CLI Reference

TensorZero Evaluations is available both through a command-line interface (CLI) tool and through the TensorZero UI.

Usage

We provide a tensorzero/evaluations Docker image for easy usage.

We strongly recommend using TensorZero Evaluations CLI with Docker Compose to keep things simple.

yaml

services:
  evaluations:
    profiles: [evaluations] # this service won't run by default with `docker compose up`
    image: tensorzero/evaluations
    volumes:
      - ./config:/app/config:ro
    environment:
      OPENAI_API_KEY: ${OPENAI_API_KEY:?Environment variable OPENAI_API_KEY must be set.}
      # ... and any other relevant API credentials ...
      TENSORZERO_POSTGRES_URL: postgres://postgres:postgres@postgres:5432/tensorzero
    extra_hosts:
      - "host.docker.internal:host-gateway"
    depends_on:
      postgres:
        condition: service_healthy

bash

docker compose run --rm evaluations \
    --function-name write_haiku \
    --evaluator-names valid_haiku,exact_match \
    --dataset-name haiku_dataset \
    --variant-name gpt_4o \
    --concurrency 5

You can build the TensorZero Evaluations CLI from source if necessary. See our GitHub repository for instructions.

</Accordion>

Inference Caching

TensorZero Evaluations uses Inference Caching to improve inference speed and cost.

By default, it will read from and write to the inference cache. Soon, you'll be able to customize this behavior.

Environment Variables

Model Provider Credentials

Example: OPENAI_API_KEY=sk-...
Required: no

If you're using an external TensorZero Gateway (see --gateway-url flag below), you don't need to provide these credentials to the evaluations tool.

If you're using a built-in gateway (no --gateway-url flag), you must provide same credentials the gateway would use. See Integrations for more information.

`TENSORZERO_CLICKHOUSE_URL`

Example: TENSORZERO_CLICKHOUSE_URL=http://chuser:chpassword@localhost:8123/database_name
Required: either ClickHouse or Postgres must be available

This environment variable specifies the URL of your ClickHouse database.

`TENSORZERO_POSTGRES_URL`

Example: TENSORZERO_POSTGRES_URL="postgres://myuser:mypass@localhost:5432/mydatabase"
Required: either ClickHouse or Postgres must be available

This environment variable specifies the URL of your Postgres database.

CLI Flags

`--adaptive-stopping-precision EVALUATOR=PRECISION[,...]`

Example: --adaptive-stopping-precision exact_match=0.13,llm_judge=0.16
Required: no (default: none)

This flag enables adaptive stopping for specified evaluators by setting per-evaluator precision thresholds. An evaluator stops when both sides of its 95% confidence interval are within the threshold of its mean value.
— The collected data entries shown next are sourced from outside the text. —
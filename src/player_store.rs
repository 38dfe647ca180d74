//! Player file persistence.
//!
//! Players are written as YAML files chosen by the user through native file
//! dialogs. The default folder is `~/.config/blackjack/players`.

use anyhow::{Context, Result};
use crate::config::Config;
use blackjack_engine::Player;
use std::path::{Path, PathBuf};

/// File extension of player files.
pub const PLAYER_FILE_EXTENSION: &str = "yaml";

/// Default folder offered by the save and open dialogs.
pub fn default_player_dir() -> PathBuf {
    Config::config_dir().join("players")
}

/// File name suggested when saving `player`, e.g. `Jane Doe` → `jane_doe.yaml`.
pub fn suggested_file_name(player: &Player) -> String {
    let stem: String = player
        .name
        .trim()
        .chars()
        .map(|c| {
            if c.is_alphanumeric() {
                c.to_ascii_lowercase()
            } else {
                '_'
            }
        })
        .collect();
    let stem = if stem.is_empty() { "player".to_string() } else { stem };
    format!("{}.{}", stem, PLAYER_FILE_EXTENSION)
}

/// Load a player from a specific file
pub fn load_player_from(path: &Path) -> Result<Player> {
    crate::debug_info!("PLAYER", "Loading player from {:?}", path);

    let contents = std::fs::read_to_string(path)
        .with_context(|| format!("Failed to read player file {:?}", path))?;

    let player: Player = serde_yaml_ng::from_str(&contents)
        .with_context(|| format!("Failed to parse player file {:?}", path))?;

    crate::debug_info!(
        "PLAYER",
        "Loaded player {:?} with balance {}",
        player.name,
        player.balance
    );
    Ok(player)
}

/// Save a player to a specific file
pub fn save_player_to(player: &Player, path: &Path) -> Result<()> {
    if let Some(parent) = path.parent()
        && !parent.as_os_str().is_empty()
    {
        std::fs::create_dir_all(parent)
            .with_context(|| format!("Failed to create player directory {:?}", parent))?;
    }

    let contents = serde_yaml_ng::to_string(player).context("Failed to serialize player")?;

    std::fs::write(path, contents)
        .with_context(|| format!("Failed to write player file {:?}", path))?;

    log::info!("Saved player {:?} to {:?}", player.name, path);
    Ok(())
}

/// Asks the user where a player file lives.
///
/// `None` means the user cancelled.
pub trait PlayerFilePicker {
    /// Choose a destination for `suggested_name`, starting in `start_dir`.
    fn pick_save_path(&mut self, start_dir: &Path, suggested_name: &str) -> Option<PathBuf>;

    /// Choose an existing player file, starting in `start_dir`.
    fn pick_open_path(&mut self, start_dir: &Path) -> Option<PathBuf>;
}

/// Native file dialogs via `rfd`.
#[derive(Debug, Default, Clone, Copy)]
pub struct NativeFilePicker;

impl PlayerFilePicker for NativeFilePicker {
    fn pick_save_path(&mut self, start_dir: &Path, suggested_name: &str) -> Option<PathBuf> {
        rfd::FileDialog::new()
            .set_title("Save Current Player")
            .add_filter("Blackjack player", &[PLAYER_FILE_EXTENSION, "yml"])
            .set_directory(start_dir)
            .set_file_name(suggested_name)
            .save_file()
    }

    fn pick_open_path(&mut self, start_dir: &Path) -> Option<PathBuf> {
        rfd::FileDialog::new()
            .set_title("Open Existing Player")
            .add_filter("Blackjack player", &[PLAYER_FILE_EXTENSION, "yml"])
            .set_directory(start_dir)
            .pick_file()
    }
}
//! Window-frame state that is independent of the GPU: background colour,
//! logical geometry, lifecycle and pending redraw.

use super::geometry::{Lifecycle, ResizeDecision, WindowGeometry};
use crate::traits::Surface;
use blackjack_config::TableColour;

/// Non-GPU state of the table window.
#[derive(Debug, Clone)]
pub struct FrameState {
    background: TableColour,
    geometry: WindowGeometry,
    lifecycle: Lifecycle,
    redraw_requested: bool,
}

impl FrameState {
    pub fn new(background: TableColour, geometry: WindowGeometry) -> Self {
        Self {
            background,
            geometry,
            lifecycle: Lifecycle::Constructing,
            redraw_requested: false,
        }
    }

    pub fn geometry(&self) -> WindowGeometry {
        self.geometry
    }

    pub fn lifecycle(&self) -> Lifecycle {
        self.lifecycle
    }

    /// Mark construction finished.
    pub fn mark_visible(&mut self) {
        if self.lifecycle == Lifecycle::Constructing {
            log::info!("Table window visible");
        }
        self.lifecycle = Lifecycle::Visible;
    }

    /// Apply the minimum-size guard to a resize notification.
    pub fn on_resized(&mut self, width: u32, height: u32) -> ResizeDecision {
        self.geometry.on_resized(width, height)
    }

    /// Return and clear the pending redraw flag.
    pub fn take_redraw_request(&mut self) -> bool {
        std::mem::take(&mut self.redraw_requested)
    }
}

impl Surface for FrameState {
    fn set_background(&mut self, colour: TableColour) {
        self.background = colour;
    }

    fn background(&self) -> TableColour {
        self.background
    }

    fn repaint(&mut self) {
        self.redraw_requested = true;
    }
}

/// Apply a confirmed table colour to the frame and the panel.
///
/// Both backgrounds are set first, then the panel is repainted, then the frame.
pub fn apply_table_colour(colour: TableColour, frame: &mut dyn Surface, panel: &mut dyn Surface) {
    log::info!("Table colour changed to {}", colour.to_hex());
    frame.set_background(colour);
    panel.set_background(colour);
    panel.repaint();
    frame.repaint();
}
You can specify multiple evaluators by separating them with commas. Each evaluator's precision threshold should be a positive number.

If adaptive stopping is enabled for all evaluators, then the evaluation will stop once all evaluators have met their targets or all datapoints have been evaluated.

`--concurrency N` (`-c`)

Example: --concurrency 5
Required: no (default: 1)

This flag specifies the maximum number of concurrent TensorZero inference requests during evaluation.

`--config-file PATH`

Example: --config-file /path/to/tensorzero.toml
Required: no (default: ./config/tensorzero.toml)

This flag specifies the path to the TensorZero configuration file. You should use the same configuration file for your entire project.

`--cutoffs EVALUATOR=CUTOFF[,...]`

Example: --cutoffs exact_match=0.95,llm_judge=0.8
Required: no (default: none)

Sets a per-evaluator threshold at which the test is passing.

This can be useful for applications where the evaluations are run as an automated test. If the average value of this evaluator does not meet the cutoff, the evaluations binary will return a nonzero status code.

For evaluators with optimize = "max", runs fail when mean < cutoff.
For evaluators with optimize = "min", runs fail when mean > cutoff.

The cutoff field in evaluator config is deprecated. Prefer using this CLI --cutoffs flag instead. If both evaluator-config cutoff and CLI --cutoffs are provided for the same evaluator, the CLI value is used.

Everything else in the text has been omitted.